The skeleton in Doctor Radini’s latest paper had belonged to a woman who, according to radiocarbon dating, lived between the early 11th century, and the mid 12th century. In examining her teeth, Dr. Radini found brilliant blue particles which she identified as lapis lazuli, an exceedingly rare stone in the middle ages which was used to make the pigment which appeared in brilliant blue seen in the sea and skies of medieval manuscripts, and in the robes of the Virgin Mary.
The fact these tiny particles (pictured above) lodged in the teeth of this woman proved she had intimate contact with this pigment, which at the time was literally worth its weight in gold. During the time she was alive, lapis was only mined at one spot in what is now Afghanistan. It would have been brought on a months-long journey from Afghanistan along the ‘silk roads’ through the Middle East and Turkey and across eastern Europe into modern day Germany– a trip of almost 4,000 miles, made on horseback or on foot.

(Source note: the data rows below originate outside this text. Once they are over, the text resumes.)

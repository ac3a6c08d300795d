use std::sync::Arc;

use async_trait::async_trait;
use redis::aio::ConnectionManager;
use serde::Serialize;
use tokio::sync::Mutex;

use crate::error::Result;
use crate::models::client::Role;

/// Outcome a pairing notification reports.
#[derive(Debug, Clone, Copy, PartialEq, Eq, Serialize)]
#[serde(rename_all = "snake_case")]
pub enum NotificationStatus {
    Success,
    Cancelled,
    Timeout,
}

/// Out-of-band pairing message for one client.
#[derive(Debug, Clone, Serialize)]
pub struct PairingNotification {
    pub target_client_id: String,
    pub status: NotificationStatus,
    pub user_id: String,
    pub role: Role,
    pub peer_client_id: Option<String>,
    pub peer_role: Option<Role>,
    pub session_id: Option<String>,
    pub session_topic: Option<String>,
    pub timestamp: i64,
}

/// Channel a client listens on for its pairing results.
pub fn notify_channel(client_id: &str) -> String {
    format!("pairing:notify:{}", client_id)
}

/// Topic carrying a session's out-of-band data.
pub fn session_topic(session_id: &str) -> String {
    format!("relay/session/{}/data", session_id)
}

/// Channel announcing newly opened session topics.
pub const SESSION_ANNOUNCE_CHANNEL: &str = "relay:sessions";

/// Messaging collaborator for pairing signalling.
#[async_trait]
pub trait PairingNotifier: Send + Sync {
    async fn publish_pairing_result(&self, notification: &PairingNotification) -> Result<()>;

    async fn publish_session_topic(&self, session_id: &str, topic: &str) -> Result<()>;
}

/// Publishes notifications with Redis `PUBLISH`.
#[derive(Clone)]
pub struct RedisNotifier {
    redis: ConnectionManager,
}

impl RedisNotifier {
    pub fn new(redis: ConnectionManager) -> Self {
        Self { redis }
    }
}

#[async_trait]
impl PairingNotifier for RedisNotifier {
    async fn publish_pairing_result(&self, notification: &PairingNotification) -> Result<()> {
        let payload = sonic_rs::to_string(notification)?;
        let _: i64 = redis::cmd("PUBLISH")
            .arg(notify_channel(&notification.target_client_id))
            .arg(payload)
            .query_async(&mut self.redis.clone())
            .await?;
        Ok(())
    }

    async fn publish_session_topic(&self, session_id: &str, topic: &str) -> Result<()> {
        let payload = sonic_rs::to_string(&sonic_rs::json!({
            "session_id": session_id,
            "topic": topic,
        }))?;
        let _: i64 = redis::cmd("PUBLISH")
            .arg(SESSION_ANNOUNCE_CHANNEL)
            .arg(payload)
            .query_async(&mut self.redis.clone())
            .await?;
        Ok(())
    }
}

/// Logs notifications instead of publishing them.
#[derive(Debug, Default)]
pub struct LogNotifier;

#[async_trait]
impl PairingNotifier for LogNotifier {
    async fn publish_pairing_result(&self, notification: &PairingNotification) -> Result<()> {
        tracing::debug!(
            target_client_id = %notification.target_client_id,
            status = ?notification.status,
            session_id = notification.session_id.as_deref().unwrap_or("-"),
            "📣 Pairing notification"
        );
        Ok(())
    }

    async fn publish_session_topic(&self, session_id: &str, topic: &str) -> Result<()> {
        tracing::debug!(session_id, topic, "📣 Session topic announced");
        Ok(())
    }
}

/// Keeps notifications in memory for inspection.
#[derive(Debug, Default, Clone)]
pub struct MemoryNotifier {
    notifications: Arc<Mutex<Vec<PairingNotification>>>,
    topics: Arc<Mutex<Vec<(String, String)>>>,
}

impl MemoryNotifier {
    pub fn new() -> Self {
        Self::default()
    }

    pub async fn notifications(&self) -> Vec<PairingNotification> {
        self.notifications.lock().await.clone()
    }

    pub async fn topics(&self) -> Vec<(String, String)> {
        self.topics.lock().await.clone()
    }
}

#[async_trait]
impl PairingNotifier for MemoryNotifier {
    async fn publish_pairing_result(&self, notification: &PairingNotification) -> Result<()> {
        self.notifications.lock().await.push(notification.clone());
        Ok(())
    }

    async fn publish_session_topic(&self, session_id: &str, topic: &str) -> Result<()> {
        self.topics
            .lock()
            .await
            .push((session_id.to_string(), topic.to_string()));
        Ok(())
    }
}
impl PairingPool {
    /// Creates a new `PairingPool`.
    ///
    /// # Arguments
    ///
    /// * `store` - The coordination store holding queues and per-user state.
    /// * `notifier` - Out-of-band pairing signalling.
    /// * `audit` - Receives pairing audit records.
    /// * `config` - Timeouts and retry tuning.
    /// * `clock` - Join timestamps.
    pub fn new(
        store: Arc<dyn PairingStore>,
        notifier: Arc<dyn PairingNotifier>,
        audit: AuditRecorder,
        config: PairingConfig,
        clock: SharedClock,
    ) -> Self {
        Self {
            store,
            notifier,
            audit,
            config,
            clock,
        }
    }

    /// Enqueues a client and immediately tries to match it.
    ///
    /// # Arguments
    ///
    /// * `request` - Who joins, for which role, with `force` to replace an
    ///   existing waiting entry of the same user and role.
    ///
    /// # Returns
    ///
    /// The match result. Invalid requests fail without touching the store.
    pub async fn join(&self, request: &PairingRequest) -> Result<PairingOutcome> {
        let role = validate_pairing_request(request)?;

        let lease = lock_key(&request.user_id);
        let holder = format!("{}:{}", request.client_id, Uuid::new_v4().simple());
        self.acquire_lease(&lease, &holder).await?;

        let outcome = self.join_leased(request, role).await;

        if let Err(e) = self
            .bounded("release_lease", self.store.release_lease(&lease, &holder))
            .await
        {
            // the lease TTL frees it anyway
            tracing::warn!(user_id = %request.user_id, "⚠️ Failed to release pairing lease: {}", e);
        }
        outcome
    }

    async fn join_leased(&self, request: &PairingRequest, role: Role) -> Result<PairingOutcome> {
        let entry = PairingEntry {
            client_id: request.client_id.clone(),
            user_id: request.user_id.clone(),
            role,
            joined_at: self.clock.now(),
            device_info: request.device_info.clone(),
            status: PairingStatus::Waiting,
        };

        let joined = self
            .bounded("join", self.store.join(&entry, self.config.timeout, request.force))
            .await?;

        let replaced = match joined {
            JoinOutcome::Joined => None,
            JoinOutcome::Replaced(previous) => {
                tracing::info!(
                    user_id = %request.user_id,
                    role = %role,
                    previous = %previous,
                    client_id = %request.client_id,
                    "🔁 Waiting entry replaced by forced join"
                );
                self.announce_cancelled(&request.user_id, role, &previous, "replaced")
                    .await;
                Some(previous)
            }
        };

        tracing::info!(
            user_id = %request.user_id,
            role = %role,
            client_id = %request.client_id,
            "⏳ Client joined pairing pool"
        );

        let result = self
            .find_peer_and_match(&request.user_id, role, &request.client_id)
            .await?;

        Ok(PairingOutcome {
            role,
            result,
            replaced,
        })
    }

    /// Looks for a same-user peer of the opposite role, oldest first.
    ///
    /// # Arguments
    ///
    /// * `user_id` - Owner of the waiting entry.
    /// * `role` - Role of the waiting entry.
    /// * `client_id` - The waiting client.
    ///
    /// # Returns
    ///
    /// `matched` with the pair id and peer, or the queue position and expected wait.
    pub async fn find_peer_and_match(
        &self,
        user_id: &str,
        role: Role,
        client_id: &str,
    ) -> Result<MatchResult> {
        let pair_id = format!("pair_{}", Uuid::new_v4().simple());
        let found = self
            .bounded(
                "match",
                self.store
                    .try_match(user_id, role, client_id, &pair_id, self.config.match_record_ttl),
            )
            .await?;

        match found {
            StoreMatch::Matched(record) => {
                // a replayed match returns the record created earlier
                if record.pair_id == pair_id {
                    self.announce_match(&record).await;
                }
                Ok(MatchResult::matched(&record, role))
            }
            StoreMatch::Waiting(queue_position) => {
                Ok(MatchResult::waiting(queue_position, self.config.per_pair_wait))
            }
            StoreMatch::NotWaiting => Err(AppError::NotFound(format!(
                "No waiting pairing request for client {}",
                client_id
            ))),
        }
    }

    /// Removes the user's waiting entry for `role`. Idempotent.
    ///
    /// # Returns
    ///
    /// Whether an entry was removed.
    pub async fn cancel_pairing(&self, user_id: &str, role: Role) -> Result<bool> {
        let removed = self
            .bounded("cancel", self.store.cancel(user_id, role, None))
            .await?;
        match removed {
            Some(client_id) => {
                self.announce_cancelled(user_id, role, &client_id, "cancelled")
                    .await;
                Ok(true)
            }
            None => Ok(false),
        }
    }

    /// Leaves the pool for one role, or for both when `role` is `None`.
    ///
    /// # Returns
    ///
    /// The number of entries removed.
    pub async fn leave_pairing_pool(&self, user_id: &str, role: Option<Role>) -> Result<usize> {
        let roles = match role {
            Some(role) => vec![role],
            None => Role::ALL.to_vec(),
        };
        let mut removed = 0;
        for role in roles {
            if self.cancel_pairing(user_id, role).await? {
                removed += 1;
            }
        }
        Ok(removed)
    }

    /// Cancels the waiting entry only if it still belongs to `client_id`.
    pub async fn release_client(&self, user_id: &str, role: Role, client_id: &str) -> Result<bool> {
        let removed = self
            .bounded("release", self.store.cancel(user_id, role, Some(client_id)))
            .await?;
        if removed.is_some() {
            self.announce_cancelled(user_id, role, client_id, "disconnected")
                .await;
        }
        Ok(removed.is_some())
    }

    /// Status of one user's request for one role.
    ///
    /// Store reads are retried with backoff on transient failures.
    pub async fn get_user_pairing_status(&self, user_id: &str, role: Role) -> Result<PairingStatusReport> {
        let attempts = self.config.status_attempts.max(1);
        let mut attempt = 0;
        loop {
            attempt += 1;
            match self.bounded("status", self.store.status(user_id, role)).await {
                Ok(status) => return Ok(self.report(user_id, role, status)),
                Err(e) if is_transient(&e) && attempt < attempts => {
                    tracing::warn!(
                        user_id,
                        role = %role,
                        attempt,
                        "⚠️ Pairing status read failed, retrying: {}",
                        e
                    );
                    tokio::time::sleep(Duration::from_millis(100 << (attempt - 1))).await;
                }
                Err(e) => return Err(e),
            }
        }
    }

    /// Status of both roles of a user. A role whose status cannot be read reports `error`.
    pub async fn get_pairing_status(&self, user_id: &str) -> UserPairingOverview {
        let mut reports = Vec::with_capacity(2);
        for role in Role::ALL {
            let report = match self.get_user_pairing_status(user_id, role).await {
                Ok(report) => report,
                Err(e) => {
                    tracing::error!(user_id, role = %role, "❌ Pairing status unavailable: {}", e);
                    PairingStatusReport {
                        status: PairingStatus::Error,
                        ..PairingStatusReport::idle(user_id, role)
                    }
                }
            };
            reports.push(report);
        }
        let pos_end = reports.pop().unwrap_or_else(|| PairingStatusReport::idle(user_id, Role::PosEnd));
        let card_end = reports.pop().unwrap_or_else(|| PairingStatusReport::idle(user_id, Role::CardEnd));
        UserPairingOverview {
            user_id: user_id.to_string(),
            card_end,
            pos_end,
        }
    }

    /// Expires waiting entries past the pairing timeout.
    ///
    /// # Returns
    ///
    /// The expired entries, each already notified as `timeout`.
    pub async fn sweep_expired(&self) -> Result<Vec<PairingEntry>> {
        let expired = self.bounded("sweep", self.store.sweep()).await?;
        for entry in &expired {
            tracing::info!(
                user_id = %entry.user_id,
                role = %entry.role,
                client_id = %entry.client_id,
                "⌛ Pairing request timed out"
            );
            self.notify(PairingNotification {
                target_client_id: entry.client_id.clone(),
                status: NotificationStatus::Timeout,
                user_id: entry.user_id.clone(),
                role: entry.role,
                peer_client_id: None,
                peer_role: None,
                session_id: None,
                session_topic: None,
                timestamp: self.clock.now().timestamp(),
            })
            .await;
            self.audit.record(
                AuditRecord::new(EVENT_PAIRING_TIMEOUT, "timeout", self.clock.now())
                    .clients([entry.client_id.as_str()])
                    .user(entry.user_id.as_str())
                    .details(sonic_rs::json!({ "role": entry.role.as_str() })),
            );
        }
        Ok(expired)
    }

    fn report(&self, user_id: &str, role: Role, status: StoreStatus) -> PairingStatusReport {
        let idle = PairingStatusReport::idle(user_id, role);
        match status {
            StoreStatus::Idle => idle,
            StoreStatus::Waiting {
                entry,
                opposite_waiting,
            } => PairingStatusReport {
                status: PairingStatus::Waiting,
                client_id: Some(entry.client_id),
                queue_position: Some(opposite_waiting),
                estimated_wait: Some(estimate_wait(opposite_waiting, self.config.per_pair_wait)),
                ..idle
            },
            StoreStatus::Matched(record) => PairingStatusReport {
                status: PairingStatus::Matched,
                client_id: Some(record.client_for(role).to_string()),
                peer_client_id: Some(record.client_for(role.opposite()).to_string()),
                pair_id: Some(record.pair_id),
                ..idle
            },
            StoreStatus::TimedOut { client_id } => PairingStatusReport {
                status: PairingStatus::Timeout,
                client_id: Some(client_id),
                ..idle
            },
        }
    }

    async fn acquire_lease(&self, key: &str, holder: &str) -> Result<()> {
        let attempts = self.config.lease_attempts.max(1);
        for attempt in 1..=attempts {
            let acquired = self
                .bounded(
                    "acquire_lease",
                    self.store.acquire_lease(key, holder, self.config.lease_ttl),
                )
                .await?;
            if acquired {
                return Ok(());
            }
            if attempt < attempts {
                tokio::time::sleep(Duration::from_millis(50 * u64::from(attempt))).await;
            }
        }
        Err(AppError::Conflict(
            "Another pairing request for this user is in progress".to_string(),
        ))
    }

    async fn announce_match(&self, record: &MatchRecord) {
        let topic = session_topic(&record.pair_id);
        tracing::info!(
            pair_id = %record.pair_id,
            user_id = %record.user_id,
            card_end = %record.card_end_client,
            pos_end = %record.pos_end_client,
            "🤝 Pairing matched"
        );

        for role in Role::ALL {
            let peer_role = role.opposite();
            self.notify(PairingNotification {
                target_client_id: record.client_for(role).to_string(),
                status: NotificationStatus::Success,
                user_id: record.user_id.clone(),
                role,
                peer_client_id: Some(record.client_for(peer_role).to_string()),
                peer_role: Some(peer_role),
                session_id: Some(record.pair_id.clone()),
                session_topic: Some(topic.clone()),
                timestamp: record.matched_at_ms / 1000,
            })
            .await;
        }
        if let Err(e) = self
            .bounded(
                "publish_topic",
                self.notifier.publish_session_topic(&record.pair_id, &topic),
            )
            .await
        {
            tracing::warn!(pair_id = %record.pair_id, "⚠️ Failed to announce session topic: {}", e);
        }

        self.audit.record(
            AuditRecord::new(EVENT_PAIRING_MATCHED, "success", self.clock.now())
                .session(record.pair_id.as_str())
                .clients([record.card_end_client.as_str(), record.pos_end_client.as_str()])
                .user(record.user_id.as_str())
                .details(sonic_rs::json!({ "topic": topic.as_str() })),
        );
    }

    async fn announce_cancelled(&self, user_id: &str, role: Role, client_id: &str, why: &str) {
        tracing::info!(user_id, role = %role, client_id, why, "🚫 Pairing request cancelled");
        self.notify(PairingNotification {
            target_client_id: client_id.to_string(),
            status: NotificationStatus::Cancelled,
            user_id: user_id.to_string(),
            role,
            peer_client_id: None,
            peer_role: None,
            session_id: None,
            session_topic: None,
            timestamp: self.clock.now().timestamp(),
        })
        .await;
        self.audit.record(
            AuditRecord::new(EVENT_PAIRING_CANCELLED, why, self.clock.now())
                .clients([client_id])
                .user(user_id)
                .details(sonic_rs::json!({ "role": role.as_str() })),
        );
    }

    async fn notify(&self, notification: PairingNotification) {
        if let Err(e) = self
            .bounded("notify", self.notifier.publish_pairing_result(&notification))
            .await
        {
            tracing::warn!(
                target_client_id = %notification.target_client_id,
                "⚠️ Failed to publish pairing notification: {}",
                e
            );
        }
    }

    /// Bounds one store or notifier round-trip by the configured timeout.
    async fn bounded<T>(&self, op: &str, fut: impl Future<Output = Result<T>>) -> Result<T> {
        tokio::time::timeout(self.config.store_timeout, fut)
            .await
            .map_err(|_| AppError::Network(format!("Pairing {} timed out", op)))?
    }
}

Such a valuable commodity would not have been in the hands – much less the teeth – of anyone but the most accomplished artists of a community. The only possible explanation for its presence would be from mixing the particles into liquid pigment and inhaling them, or – more likely – from repeatedly putting the brush in one’s mouth to sharpen the tip. As Radini concludes, “this woman represents the earliest direct evidence of ultramarine pigment usage by a religious woman in Germany” and also should alter the way we imagine who produced these beautiful manuscripts.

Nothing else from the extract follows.